Roman Polanski’nin Korkunç Sınıf Hicivi – The Hollywood Reporter
En iyi eserine hayran olan biri için, Roman Polanski’nin yeni bir filmi hakkında yazmak, çözülemeyen sorularla dolu bir mayın tarlasıyla yüzleşmek gibidir: Yönetmenin sabıka kaydı ve zedelenmiş itibarı dikkate alındığında bu film, diğerleri gibi değerlendirilebilir mi? Bir sanatçının yaşamının bazı bölümleri kınanacaksa, bir sanat eserini övmek mümkün müdür, yoksa ikisini ayırmak mı gerekir? Polanski’nin hâlâ film yapmasına izin verilmeli mi? Bu film hakkında yazılmalı mı?

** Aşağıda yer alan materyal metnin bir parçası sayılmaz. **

//! Backend access for the Maia metrics service
//!
//! Request planning, the HTTP client, status classification and the
//! per-invocation session that ties them to an authenticated target.

pub mod client;
pub mod constants;
pub mod manager;
pub mod query;
pub mod status;

pub use client::{Backend, BackendResponse, ClientOptions, PrometheusClient};
pub use manager::{BackendTarget, ConnectionSettings, SessionManager};
pub use query::{QueryRequest, QueryResult, QueryWindow};
pub use status::check_response;
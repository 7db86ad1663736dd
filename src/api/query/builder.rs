//! Builds backend requests from command inputs
//!
//! Fills in default time ranges and picks the step size of range queries, so
//! that a command only has to hand over what the user typed.

use chrono::{DateTime, Utc};
use log::debug;
use std::time::Duration;

use super::request::QueryRequest;
use super::time::{default_time_range, parse_time, select_step};
use crate::api::constants::METRIC_NAME_LABEL;
use crate::error::{MaiaError, Result};

/// Time parameters of a `query` invocation
#[derive(Debug, Clone, Default)]
pub struct QueryWindow {
    /// Evaluation time of an instant query
    pub time: Option<String>,
    pub start: Option<String>,
    pub end: Option<String>,
    pub step: Option<Duration>,
    pub timeout: Option<Duration>,
}

impl QueryWindow {
    /// A range is requested as soon as either bound is given.
    pub fn is_range(&self) -> bool {
        self.start.as_deref().is_some_and(|s| !s.is_empty())
            || self.end.as_deref().is_some_and(|e| !e.is_empty())
    }
}

/// Steps are sent in whole seconds
const MIN_STEP: Duration = Duration::from_secs(1);

fn wrap_selector(selector: Option<&str>) -> String {
    format!("{{{}}}", selector.unwrap_or_default())
}

fn positive(duration: Option<Duration>) -> Option<Duration> {
    duration.filter(|d| !d.is_zero())
}

pub fn snapshot(selector: Option<&str>) -> QueryRequest {
    QueryRequest::Snapshot {
        selectors: vec![wrap_selector(selector)],
    }
}

pub fn series(
    selector: Option<&str>,
    start: Option<&str>,
    end: Option<&str>,
    now: DateTime<Utc>,
) -> Result<QueryRequest> {
    let (start, end) = default_time_range(start, end, now)?;
    Ok(QueryRequest::Series {
        selectors: vec![wrap_selector(selector)],
        start,
        end,
    })
}

pub fn label_values(name: Option<&str>) -> Result<QueryRequest> {
    let name = name
        .filter(|n| !n.is_empty())
        .ok_or_else(|| MaiaError::config("missing argument: label-name"))?;
    Ok(QueryRequest::LabelValues {
        name: name.to_string(),
    })
}

/// Label values of the reserved metric-name label
pub fn metric_names() -> QueryRequest {
    QueryRequest::LabelValues {
        name: METRIC_NAME_LABEL.to_string(),
    }
}

pub fn labels(selector: Option<&str>, start: Option<&str>, end: Option<&str>) -> QueryRequest {
    let selectors = selector
        .filter(|s| !s.is_empty())
        .map(|s| vec![wrap_selector(Some(s))])
        .unwrap_or_default();
    QueryRequest::Labels {
        selectors,
        start: start.map(str::to_string),
        end: end.map(str::to_string),
    }
}

/// Instant query, or range query when the window has a bound.
pub fn query(expr: &str, window: &QueryWindow, now: DateTime<Utc>) -> Result<QueryRequest> {
    let timeout = positive(window.timeout);

    if !window.is_range() {
        return Ok(QueryRequest::Instant {
            query: expr.to_string(),
            time: window.time.clone().filter(|t| !t.is_empty()),
            timeout,
        });
    }

    let (start, end) = default_time_range(window.start.as_deref(), window.end.as_deref(), now)?;
    let step = match positive(window.step) {
        Some(step) if step < MIN_STEP => {
            return Err(MaiaError::config(format!(
                "invalid --step {}ms: the step must be at least one second",
                step.as_millis()
            )));
        }
        Some(step) => step,
        None => {
            let range = (parse_time(&end)? - parse_time(&start)?)
                .to_std()
                .unwrap_or_default();
            let step = select_step(range);
            debug!("No step given, using {}s for a range of {}s", step.as_secs(), range.as_secs());
            step
        }
    };

    Ok(QueryRequest::Range {
        query: expr.to_string(),
        start,
        end,
        step,
        timeout,
    })
}
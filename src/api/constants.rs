//! Backend paths, header names and content types

/// Base path of the Prometheus HTTP API
pub const API_BASE_PATH: &str = "/api/v1";

/// Federation endpoint, outside the versioned API
pub const FEDERATE_PATH: &str = "/federate";

/// Service type of the metrics service in the identity catalog
pub const METRICS_SERVICE_TYPE: &str = "metrics";

/// Reserved label holding the metric name
pub const METRIC_NAME_LABEL: &str = "__name__";

pub mod headers {
    pub const CONTENT_TYPE_JSON: &str = "application/json";

    pub const CONTENT_TYPE_TEXT: &str = "text/plain";

    /// Bearer token for the metrics service
    pub const AUTH_TOKEN: &str = "X-Auth-Token";

    /// Token issued by the identity service
    pub const SUBJECT_TOKEN: &str = "X-Subject-Token";

    /// Asks the service to answer from the global (cross-region) backend
    pub const GLOBAL_REGION: &str = "X-Global-Region";
}

pub fn query_path() -> String {
    format!("{}/query", API_BASE_PATH)
}

pub fn query_range_path() -> String {
    format!("{}/query_range", API_BASE_PATH)
}

pub fn series_path() -> String {
    format!("{}/series", API_BASE_PATH)
}

pub fn labels_path() -> String {
    format!("{}/labels", API_BASE_PATH)
}

pub fn label_values_path(name: &str) -> String {
    format!("{}/label/{}/values", API_BASE_PATH, name)
}
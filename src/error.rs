//! Error types for maia-cli.

use thiserror::Error;

/// Every failure a command can end with.
#[derive(Error, Debug)]
pub enum MaiaError {
    /// Bad, ambiguous or missing command-line input. Never reaches the network.
    #[error("{0}")]
    Configuration(String),

    /// The identity provider rejected the credentials
    #[error("{0}")]
    Authentication(String),

    /// The backend answered with 503
    #[error("{0}")]
    BackendUnavailable(String),

    /// Any other non-success status
    #[error("server failed with status: {status} ({code})")]
    ServerStatus { status: String, code: u16 },

    /// Network or I/O failure talking to the identity provider or the backend
    #[error("{0}")]
    Transport(String),

    /// Response content type that no renderer understands
    #[error("unsupported response type from server: {0}")]
    UnexpectedContentType(String),

    /// Output format not available for this kind of response
    #[error("unsupported --format value for this command: {0}")]
    UnsupportedFormat(String),

    /// Malformed user template, or JSON it cannot bind to
    #[error("template error: {0}")]
    Template(String),

    /// Response body that does not decode into the expected shape
    #[error("could not decode server response: {0}")]
    Decode(#[from] serde_json::Error),
}

impl MaiaError {
    pub fn config(message: impl Into<String>) -> Self {
        MaiaError::Configuration(message.into())
    }
}

impl From<reqwest::Error> for MaiaError {
    fn from(err: reqwest::Error) -> Self {
        MaiaError::Transport(err.to_string())
    }
}

pub type Result<T> = std::result::Result<T, MaiaError>;
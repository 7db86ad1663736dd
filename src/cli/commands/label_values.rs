//! Label listings: values of one label, metric names, label names

use anyhow::Result;
use clap::Args;

use super::CommandContext;
use crate::api::query::builder;
use crate::render::{OutputFormat, Payload};

#[derive(Args, Debug, Clone, Default)]
pub struct LabelValuesArgs {
    /// Name of the label
    #[arg(value_name = "LABEL_NAME")]
    pub label_name: Option<String>,
}

#[derive(Args, Debug, Clone, Default)]
pub struct LabelNamesArgs {
    /// Only consider series matching this label selector
    #[arg(short = 'l', long)]
    pub selector: Option<String>,

    #[arg(long)]
    pub start: Option<String>,

    #[arg(long)]
    pub end: Option<String>,
}

pub async fn label_values_command(args: LabelValuesArgs, ctx: &mut CommandContext) -> Result<String> {
    let request = builder::label_values(args.label_name.as_deref())?;
    Ok(ctx
        .execute(&request, Payload::StringList, OutputFormat::Value)
        .await?)
}

pub async fn metric_names_command(ctx: &mut CommandContext) -> Result<String> {
    Ok(ctx
        .execute(&builder::metric_names(), Payload::StringList, OutputFormat::Value)
        .await?)
}

pub async fn label_names_command(args: LabelNamesArgs, ctx: &mut CommandContext) -> Result<String> {
    let request = builder::labels(
        args.selector.as_deref(),
        args.start.as_deref(),
        args.end.as_deref(),
    );
    Ok(ctx
        .execute(&request, Payload::StringList, OutputFormat::Value)
        .await?)
}
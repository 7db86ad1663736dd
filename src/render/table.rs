//! Tabular projection of query results
//!
//! Columns are discovered from the data unless the caller fixes them. Range
//! results are pivoted: every series is one row and every step-aligned sample
//! time becomes a column.

use chrono::{DateTime, Utc};
use std::collections::{BTreeMap, BTreeSet, HashMap};
use std::time::Duration;

use super::OutputZone;
use crate::api::query::{LabelSet, QueryResult};

/// Column holding the sample time of instant results
pub const TIMESTAMP_COLUMN: &str = "__timestamp__";
/// Column holding the sample value of instant results
pub const VALUE_COLUMN: &str = "__value__";

#[derive(Debug, Clone, Default, PartialEq, Eq)]
pub struct Table {
    pub columns: Vec<String>,
    pub rows: Vec<HashMap<String, String>>,
}

fn label_columns<'a>(explicit: &[String], sets: impl Iterator<Item = &'a LabelSet>) -> Vec<String> {
    if !explicit.is_empty() {
        return explicit.to_vec();
    }
    let mut seen = BTreeSet::new();
    for set in sets {
        seen.extend(set.keys().cloned());
    }
    seen.into_iter().collect()
}

fn label_row(set: &LabelSet) -> HashMap<String, String> {
    set.iter().map(|(k, v)| (k.clone(), v.clone())).collect()
}

/// Truncate down to a multiple of `step` since the Unix epoch.
pub fn align_to_step(ts: DateTime<Utc>, step: Option<Duration>) -> DateTime<Utc> {
    let step_ms = step.map(|s| s.as_millis() as i64).unwrap_or(0);
    if step_ms <= 0 {
        return ts;
    }
    let aligned = ts.timestamp_millis().div_euclid(step_ms) * step_ms;
    DateTime::from_timestamp_millis(aligned).unwrap_or(ts)
}

impl Table {
    pub fn from_label_sets(sets: &[LabelSet], explicit: &[String]) -> Self {
        Table {
            columns: label_columns(explicit, sets.iter()),
            rows: sets.iter().map(label_row).collect(),
        }
    }

    /// Project a result into rows and columns. Plain lists and raw text have
    /// no columns and yield `None`.
    pub fn from_query_result(
        result: &QueryResult,
        explicit: &[String],
        zone: OutputZone,
        step: Option<Duration>,
    ) -> Option<Self> {
        let table = match result {
            QueryResult::Scalar(sample) => {
                let row = HashMap::from([
                    (TIMESTAMP_COLUMN.to_string(), zone.format_precise(sample.timestamp())),
                    (VALUE_COLUMN.to_string(), sample.value().to_string()),
                ]);
                Table {
                    columns: vec![TIMESTAMP_COLUMN.to_string(), VALUE_COLUMN.to_string()],
                    rows: vec![row],
                }
            }
            QueryResult::Vector(samples) => {
                let mut columns = label_columns(explicit, samples.iter().map(|s| &s.metric));
                columns.push(TIMESTAMP_COLUMN.to_string());
                columns.push(VALUE_COLUMN.to_string());

                let rows = samples
                    .iter()
                    .map(|sample| {
                        let mut row = label_row(&sample.metric);
                        row.insert(
                            TIMESTAMP_COLUMN.to_string(),
                            zone.format_precise(sample.value.timestamp()),
                        );
                        row.insert(VALUE_COLUMN.to_string(), sample.value.value().to_string());
                        row
                    })
                    .collect();
                Table { columns, rows }
            }
            QueryResult::Matrix(series) => {
                let mut columns = label_columns(explicit, series.iter().map(|s| &s.metric));
                // keyed by aligned time so columns come out in time order
                let mut time_columns: BTreeMap<i64, String> = BTreeMap::new();

                let rows = series
                    .iter()
                    .map(|s| {
                        let mut row = label_row(&s.metric);
                        for sample in &s.values {
                            let aligned = align_to_step(sample.timestamp(), step);
                            let name = zone.format_seconds(aligned);
                            time_columns.insert(aligned.timestamp_millis(), name.clone());
                            row.insert(name, sample.value().to_string());
                        }
                        row
                    })
                    .collect();

                let mut seen = BTreeSet::new();
                columns.extend(time_columns.into_values().filter(|name| seen.insert(name.clone())));
                Table { columns, rows }
            }
            QueryResult::LabelSets(sets) => Table::from_label_sets(sets, explicit),
            QueryResult::StringList(_) | QueryResult::RawText(_) => return None,
        };
        Some(table)
    }

    /// Rows joined by `separator`, one line each; missing cells stay empty.
    pub fn write(&self, out: &mut String, separator: &str, header: bool) {
        if header {
            out.push_str(&self.columns.join(separator));
            out.push('\n');
        }
        for row in &self.rows {
            let line: Vec<&str> = self
                .columns
                .iter()
                .map(|c| row.get(c).map(String::as_str).unwrap_or(""))
                .collect();
            out.push_str(&line.join(separator));
            out.push('\n');
        }
    }
}
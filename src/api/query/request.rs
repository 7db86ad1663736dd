use std::time::Duration;

use super::time::format_seconds;
use crate::api::constants::{self, headers};

/// One backend call. Every variant maps to exactly one HTTP request.
#[derive(Debug, Clone, PartialEq, Eq)]
pub enum QueryRequest {
    /// Federation snapshot of all matching series, as plain text
    Snapshot { selectors: Vec<String> },
    Instant {
        query: String,
        time: Option<String>,
        timeout: Option<Duration>,
    },
    Range {
        query: String,
        start: String,
        end: String,
        step: Duration,
        timeout: Option<Duration>,
    },
    Series {
        selectors: Vec<String>,
        start: String,
        end: String,
    },
    LabelValues { name: String },
    Labels {
        selectors: Vec<String>,
        start: Option<String>,
        end: Option<String>,
    },
}

fn push_opt(params: &mut Vec<(&'static str, String)>, key: &'static str, value: Option<&str>) {
    if let Some(value) = value.filter(|v| !v.is_empty()) {
        params.push((key, value.to_string()));
    }
}

fn push_matchers(params: &mut Vec<(&'static str, String)>, selectors: &[String]) {
    for selector in selectors {
        params.push(("match[]", selector.clone()));
    }
}

impl QueryRequest {
    pub fn path(&self) -> String {
        match self {
            QueryRequest::Snapshot { .. } => constants::FEDERATE_PATH.to_string(),
            QueryRequest::Instant { .. } => constants::query_path(),
            QueryRequest::Range { .. } => constants::query_range_path(),
            QueryRequest::Series { .. } => constants::series_path(),
            QueryRequest::LabelValues { name } => constants::label_values_path(name),
            QueryRequest::Labels { .. } => constants::labels_path(),
        }
    }

    /// Query string parameters; empty values are left out.
    pub fn params(&self) -> Vec<(&'static str, String)> {
        let mut params = Vec::new();
        match self {
            QueryRequest::Snapshot { selectors } => push_matchers(&mut params, selectors),
            QueryRequest::Instant { query, time, timeout } => {
                push_opt(&mut params, "query", Some(query.as_str()));
                push_opt(&mut params, "time", time.as_deref());
                push_opt(&mut params, "timeout", timeout.map(format_seconds).as_deref());
            }
            QueryRequest::Range {
                query,
                start,
                end,
                step,
                timeout,
            } => {
                push_opt(&mut params, "query", Some(query.as_str()));
                push_opt(&mut params, "start", Some(start.as_str()));
                push_opt(&mut params, "end", Some(end.as_str()));
                push_opt(&mut params, "step", Some(format_seconds(*step).as_str()));
                push_opt(&mut params, "timeout", timeout.map(format_seconds).as_deref());
            }
            QueryRequest::Series { selectors, start, end } => {
                push_matchers(&mut params, selectors);
                push_opt(&mut params, "start", Some(start.as_str()));
                push_opt(&mut params, "end", Some(end.as_str()));
            }
            QueryRequest::LabelValues { .. } => {}
            QueryRequest::Labels { selectors, start, end } => {
                push_opt(&mut params, "start", start.as_deref());
                push_opt(&mut params, "end", end.as_deref());
                push_matchers(&mut params, selectors);
            }
        }
        params
    }

    /// Content type requested from the backend
    pub fn accept(&self) -> &'static str {
        match self {
            QueryRequest::Snapshot { .. } => headers::CONTENT_TYPE_TEXT,
            _ => headers::CONTENT_TYPE_JSON,
        }
    }

    /// Step of a range query, used to align rendered timestamps
    pub fn step(&self) -> Option<Duration> {
        match self {
            QueryRequest::Range { step, .. } => Some(*step),
            _ => None,
        }
    }
}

Şu anda 90 yaşında olan Polanski şunu söyleyebilecek düzeyde bir şey yapsaydı bu soruları yanıtlamak daha zor olurdu: Çin mahallesi veya Rosemary’nin Bebeği. Veya şöyle bir şey bile Kiracı veya Çılgın veya İtme ya da ilk uzun metrajlı filmi, Sudaki Bıçak60 yıl önce çıkan ve ona ilk Oscar adaylığını kazandıran film.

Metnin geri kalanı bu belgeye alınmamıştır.